На Набережной мы встретились с тремя парнями, одетыми точно так же, как Мартин. Они стояли, прислонившись к перилам, и обсуждали проходивших мимо девчонок, которые старательно делали вид, будто не замечают, что на них глазеют. Мартин не представил меня друзьям, и никто из ребят не попытался со мной заговорить. Однако было вполне очевидно, что они знали, кто я такая, и я втайне порадовалась, что Мартин рассказывал им обо мне. Я попросила еще одну сигарету, и он с готовностью протянул мне пачку. На этот раз мне удалось прикурить сразу.
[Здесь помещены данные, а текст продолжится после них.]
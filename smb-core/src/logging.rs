//! Feature-gated logging macros.
//!
//! With the `tracing` feature these are the `tracing` macros. Without it they
//! expand to nothing, so call sites never need their own `cfg` guards.

#[cfg(feature = "tracing")]
pub use tracing::{trace, debug, info, warn, error};

#[cfg(not(feature = "tracing"))]
#[macro_export]
macro_rules! trace {
    ($($t:tt)*) => {()};
}

#[cfg(not(feature = "tracing"))]
#[macro_export]
macro_rules! debug {
    ($($t:tt)*) => {()};
}

#[cfg(not(feature = "tracing"))]
#[macro_export]
macro_rules! info {
    ($($t:tt)*) => {()};
}

#[cfg(not(feature = "tracing"))]
#[macro_export]
macro_rules! warn {
    ($($t:tt)*) => {()};
}

#[cfg(not(feature = "tracing"))]
#[macro_export]
macro_rules! error {
    ($($t:tt)*) => {()};
}

#[cfg(not(feature = "tracing"))]
pub use crate::{trace, debug, info, warn, error};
Мы впятером стояли полукругом, спиной к морю, лицом к променаду. Молчание нарушалось лишь редкими репликами вроде: «Вот идет Мики Динс» или «Это же старый хрыч Корки на своей колымаге?». Старый хрыч Корки, как я поняла, был их учителем, и когда он отъехал на безопасное расстояние, мальчишки выкрикнули ему вслед несколько глупых ребяческих обзывательств. Возможно, их сдерживало мое присутствие. Хотя, может быть, именно так всегда и проходили вечерние прогулки по Набережной. Когда моя сигарета догорела до фильтра (я почти не курила, а просто держала ее в руке), я уронила ее на асфальт и затушила носком туфли. Это было приятное действие, создающее ощущение уверенности, и я решила начать курить по-настоящему.